Kue Putu, Jajanan Tradisional yang Tetap Bertahan di Tengah Modernisasi Kuliner

Kue Putu, Jajanan Tradisional yang Tetap Bertahan di Tengah Modernisasi Kuliner

Aroma pandan yang harum, lelehan gula merah yang manis, dan taburan kelapa yang gurih menjadikan Kue Putu sebagai salah satu jajanan tradisional yang tak lekang oleh waktu.-Foto:Istimewa-

PALPOS.CO — Di tengah maraknya tren makanan modern dan hadirnya berbagai camilan kekinian, kue putu tetap menjadi salah satu jajanan tradisional yang mampu mempertahankan eksistensinya di masyarakat Indonesia.

Dengan cita rasa khas perpaduan tepung beras, gula merah, dan parutan kelapa, kue putu tidak hanya menjadi makanan ringan, tetapi juga bagian dari warisan budaya kuliner yang telah dikenal lintas generasi.

Kue putu merupakan salah satu jajanan tradisional yang mudah ditemukan di berbagai daerah di Indonesia.

Makanan ini biasanya dibuat dari tepung beras yang diisi gula merah, kemudian dikukus dalam cetakan bambu kecil hingga matang.
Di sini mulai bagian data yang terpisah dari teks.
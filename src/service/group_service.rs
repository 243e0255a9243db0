//! Group service: the six group, member and expense operations.

use std::sync::Arc;

use serde_json::Value;

use crate::domain::EntityId;
use crate::domain::group_view::{ExpenseView, GroupView};
use crate::domain::records::NewExpense;
use crate::error::ServiceError;
use crate::persistence::GroupStore;

/// Currency assigned to groups created without one.
pub const DEFAULT_CURRENCY: &str = "HKD";

/// Expense fields accepted from a client.
#[derive(Debug, Clone)]
pub struct ExpenseInput {
    /// Free-text description.
    pub description: String,
    /// Amount; stored rounded to two decimals.
    pub amount: f64,
    /// Paying member id.
    pub payer_id: String,
    /// Split-strategy tag, stored as given.
    pub split_type: String,
    /// Opaque weights payload. `None` is stored as `[]`.
    pub weights: Option<Value>,
}

/// Orchestration layer over a [`GroupStore`].
///
/// Holds no state besides the store handle, so it is shared across
/// requests behind an `Arc`. Multi-statement operations (the aggregation
/// read) are not atomic.
///
/// Updates and deletes that match no row succeed unless strict mutations
/// are enabled, in which case they fail with the matching not-found error.
#[derive(Debug, Clone)]
pub struct GroupService {
    store: Arc<dyn GroupStore>,
    strict_mutations: bool,
}

impl GroupService {
    /// Creates a lenient `GroupService`.
    #[must_use]
    pub fn new(store: Arc<dyn GroupStore>) -> Self {
        Self {
            store,
            strict_mutations: false,
        }
    }

    /// Sets whether zero-row updates and deletes are errors.
    #[must_use]
    pub fn with_strict_mutations(mut self, strict: bool) -> Self {
        self.strict_mutations = strict;
        self
    }

    /// Creates a group, defaulting the currency to [`DEFAULT_CURRENCY`].
    /// Returns the new id and the resolved currency.
    ///
    /// # Errors
    ///
    /// Returns a [`ServiceError::PersistenceError`] if the insert fails.
    pub async fn create_group(
        &self,
        name: &str,
        currency: Option<&str>,
    ) -> Result<(EntityId, String), ServiceError> {
        let id = EntityId::generate();
        let currency = currency.unwrap_or(DEFAULT_CURRENCY).to_string();

        self.store.insert_group(id.as_str(), name, &currency).await?;

        tracing::info!(group_id = %id, %currency, "group created");
        Ok((id, currency))
    }

    /// Reads a group together with its members and expenses.
    ///
    /// # Errors
    ///
    /// Returns [`ServiceError::GroupNotFound`] if no group has this id, or a
    /// [`ServiceError::PersistenceError`] on store failure.
    pub async fn get_group(&self, group_id: &str) -> Result<GroupView, ServiceError> {
        let group = self
            .store
            .find_group(group_id)
            .await?
            .ok_or_else(|| ServiceError::GroupNotFound(group_id.to_string()))?;
        let members = self.store.list_members(group_id).await?;
        let expenses = self.store.list_expenses(group_id).await?;

        tracing::debug!(
            group_id,
            members = members.len(),
            expenses = expenses.len(),
            "group loaded"
        );
        Ok(GroupView::assemble(group, members, expenses))
    }

    /// Overwrites a group's name and currency.
    ///
    /// # Errors
    ///
    /// Returns a [`ServiceError::PersistenceError`] on store failure, or
    /// [`ServiceError::GroupNotFound`] in strict mode when nothing matched.
    pub async fn update_group(
        &self,
        group_id: &str,
        name: &str,
        currency: &str,
    ) -> Result<(), ServiceError> {
        let rows = self.store.update_group(group_id, name, currency).await?;
        if rows == 0 {
            tracing::debug!(group_id, "update matched no group");
            if self.strict_mutations {
                return Err(ServiceError::GroupNotFound(group_id.to_string()));
            }
        } else {
            tracing::info!(group_id, currency, "group updated");
        }
        Ok(())
    }

    /// Adds a member to a group and returns the new member id.
    ///
    /// # Errors
    ///
    /// Returns a [`ServiceError::PersistenceError`] if the insert fails,
    /// e.g. because the group does not exist.
    pub async fn add_member(&self, group_id: &str, name: &str) -> Result<EntityId, ServiceError> {
        let id = EntityId::generate();
        self.store
            .insert_member(id.as_str(), group_id, name)
            .await?;

        tracing::info!(group_id, member_id = %id, "member added");
        Ok(id)
    }

    /// Removes a member if it belongs to `group_id`; expenses the member
    /// paid for go with it.
    ///
    /// # Errors
    ///
    /// Returns a [`ServiceError::PersistenceError`] on store failure, or
    /// [`ServiceError::MemberNotFound`] in strict mode when nothing matched.
    pub async fn remove_member(&self, group_id: &str, member_id: &str) -> Result<(), ServiceError> {
        let rows = self.store.delete_member(group_id, member_id).await?;
        if rows == 0 {
            tracing::debug!(group_id, member_id, "delete matched no member");
            if self.strict_mutations {
                return Err(ServiceError::MemberNotFound {
                    group_id: group_id.to_string(),
                    member_id: member_id.to_string(),
                });
            }
        } else {
            tracing::info!(group_id, member_id, "member removed");
        }
        Ok(())
    }

    /// Records an expense and returns it in wire shape, as stored.
    ///
    /// # Errors
    ///
    /// Returns [`ServiceError::InvalidRequest`] for a non-finite amount,
    /// or a [`ServiceError::PersistenceError`] if the insert fails (unknown
    /// group or payer).
    pub async fn add_expense(
        &self,
        group_id: &str,
        input: ExpenseInput,
    ) -> Result<ExpenseView, ServiceError> {
        if !input.amount.is_finite() {
            return Err(ServiceError::InvalidRequest(format!(
                "amount must be a finite number, got {}",
                input.amount
            )));
        }

        let weights = input.weights.unwrap_or_else(|| Value::Array(Vec::new()));
        let weights_json = serde_json::to_string(&weights)
            .map_err(|e| ServiceError::Internal(format!("weights serialization: {e}")))?;

        let expense = NewExpense {
            id: EntityId::generate().into_inner(),
            group_id: group_id.to_string(),
            description: input.description,
            amount: input.amount,
            payer_id: input.payer_id,
            split_type: input.split_type,
            weights_json,
        };
        let record = self.store.insert_expense(&expense).await?;

        tracing::info!(
            group_id,
            expense_id = %record.id,
            payer_id = %record.payer_id,
            amount = record.amount,
            "expense added"
        );
        Ok(ExpenseView::from(record))
    }

    /// Removes an expense if it belongs to `group_id`.
    ///
    /// # Errors
    ///
    /// Returns a [`ServiceError::PersistenceError`] on store failure, or
    /// [`ServiceError::ExpenseNotFound`] in strict mode when nothing matched.
    pub async fn remove_expense(
        &self,
        group_id: &str,
        expense_id: &str,
    ) -> Result<(), ServiceError> {
        let rows = self.store.delete_expense(group_id, expense_id).await?;
        if rows == 0 {
            tracing::debug!(group_id, expense_id, "delete matched no expense");
            if self.strict_mutations {
                return Err(ServiceError::ExpenseNotFound {
                    group_id: group_id.to_string(),
                    expense_id: expense_id.to_string(),
                });
            }
        } else {
            tracing::info!(group_id, expense_id, "expense removed");
        }
        Ok(())
    }
}
//! Data Transfer Objects for REST request/response serialization.
//!
//! Wire names are camelCase where clients expect them (`payerId`,
//! `splitType`); the group document itself is built in
//! [`crate::domain::group_view`].

pub mod common_dto;
pub mod expense_dto;
pub mod group_dto;
pub mod member_dto;

pub use common_dto::*;
pub use expense_dto::*;
pub use group_dto::*;
pub use member_dto::*;
//! Aggregated group document returned by `GET /api/group/{id}`.
//!
//! [`EXPENSE_FIELD_MAP`] is the persisted-to-wire contract for expense
//! columns. The `Serialize` impl of [`ExpenseView`] is checked against it
//! pair by pair in the tests below: every persisted column must land under
//! its mapped wire key with its value intact.

use chrono::{DateTime, Utc};
use serde::Serialize;
use utoipa::ToSchema;

use super::records::{ExpenseRecord, GroupRecord, MemberRecord};

/// One persisted column and the key it is published under.
#[derive(Debug, Clone, Copy, PartialEq, Eq)]
pub struct FieldMapping {
    /// Column name in the `expenses` table.
    pub persisted: &'static str,
    /// Key in the JSON expense document.
    pub wire: &'static str,
}

/// Persisted → wire names for every published expense field, in wire order.
pub const EXPENSE_FIELD_MAP: &[FieldMapping] = &[
    FieldMapping { persisted: "id", wire: "id" },
    FieldMapping { persisted: "description", wire: "desc" },
    FieldMapping { persisted: "amount", wire: "amount" },
    FieldMapping { persisted: "payer_id", wire: "payerId" },
    FieldMapping { persisted: "split_type", wire: "splitType" },
    FieldMapping { persisted: "weights", wire: "weights" },
];

/// Looks up the wire key for a persisted expense column.
///
/// Columns that are not published (`group_id`, `created_at`) yield `None`.
#[must_use]
pub fn wire_name(persisted: &str) -> Option<&'static str> {
    EXPENSE_FIELD_MAP
        .iter()
        .find(|m| m.persisted == persisted)
        .map(|m| m.wire)
}

/// Member entry of the group document. Column names are published as-is.
#[derive(Debug, Clone, PartialEq, Serialize, ToSchema)]
pub struct MemberView {
    /// Member id.
    pub id: String,
    /// Display name.
    pub name: String,
    /// Insert timestamp.
    pub created_at: DateTime<Utc>,
}

impl From<MemberRecord> for MemberView {
    fn from(m: MemberRecord) -> Self {
        Self {
            id: m.id,
            name: m.name,
            created_at: m.created_at,
        }
    }
}

/// Expense document, also echoed by `POST /api/group/{id}/expense`.
#[derive(Debug, Clone, PartialEq, Serialize, ToSchema)]
pub struct ExpenseView {
    /// Expense id.
    pub id: String,
    /// Description (`description` column).
    #[serde(rename = "desc")]
    pub desc: String,
    /// Amount as a JSON number.
    pub amount: f64,
    /// Paying member (`payer_id` column).
    #[serde(rename = "payerId")]
    pub payer_id: String,
    /// Split-strategy tag (`split_type` column).
    #[serde(rename = "splitType")]
    pub split_type: String,
    /// Normalized weights: the stored JSON value, `[]` when absent.
    #[schema(value_type = Object)]
    pub weights: serde_json::Value,
}

impl From<ExpenseRecord> for ExpenseView {
    fn from(e: ExpenseRecord) -> Self {
        Self {
            id: e.id,
            desc: e.description,
            amount: e.amount,
            payer_id: e.payer_id,
            split_type: e.split_type,
            weights: e.weights.normalize(),
        }
    }
}

/// A group with its members and expenses, both oldest first.
#[derive(Debug, Clone, PartialEq, Serialize, ToSchema)]
pub struct GroupView {
    /// Group id.
    pub id: String,
    /// Display name.
    pub name: String,
    /// Currency code.
    pub currency: String,
    /// Members in creation order.
    pub members: Vec<MemberView>,
    /// Expenses in creation order.
    pub expenses: Vec<ExpenseView>,
}

impl GroupView {
    /// Builds the document from rows already ordered by the store.
    #[must_use]
    pub fn assemble(
        group: GroupRecord,
        members: Vec<MemberRecord>,
        expenses: Vec<ExpenseRecord>,
    ) -> Self {
        Self {
            id: group.id,
            name: group.name,
            currency: group.currency,
            members: members.into_iter().map(MemberView::from).collect(),
            expenses: expenses.into_iter().map(ExpenseView::from).collect(),
        }
    }
}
BACA JUGA:Mie Kuah Pedas Kian Digemari, Jadi Pilihan Kuliner Favorit Berbagai Kalangan

BACA JUGA:Bikin Roti Sobek Sendiri di Rumah, Ternyata Gampang dan Gak Perlu Mixer!

Setelah itu, kue putu disajikan dengan taburan kelapa parut yang menambah cita rasa gurih dan aroma khas.

Keunikan kue putu tidak hanya terletak pada rasanya, tetapi juga pada cara pembuatannya. Suara uap dari alat pengukus yang berbunyi nyaring sering kali menjadi ciri khas pedagang kue putu keliling.

Bagi sebagian masyarakat, suara tersebut menghadirkan nostalgia masa kecil dan mengingatkan pada suasana kampung yang hangat.

Menurut sejumlah pelaku usaha kuliner tradisional, minat masyarakat terhadap kue putu masih cukup tinggi meskipun persaingan dengan makanan modern semakin ketat.

BACA JUGA:Bubur Sumsum, Kuliner Tradisional yang Tetap Digemari di Tengah Modernisasi

BACA JUGA:Bubur Ayam Tetap Jadi Favorit Masyarakat, Pedagang Nikmati Peningkatan Penjualan

Banyak konsumen yang membeli kue putu karena merindukan cita rasa tradisional yang sulit ditemukan pada makanan masa kini.

“Pelanggan saya berasal dari berbagai kalangan, mulai dari anak-anak hingga orang tua. Banyak yang membeli karena ingin mengenang masa kecil mereka,” ujar seorang pedagang kue putu di kawasan Palembang.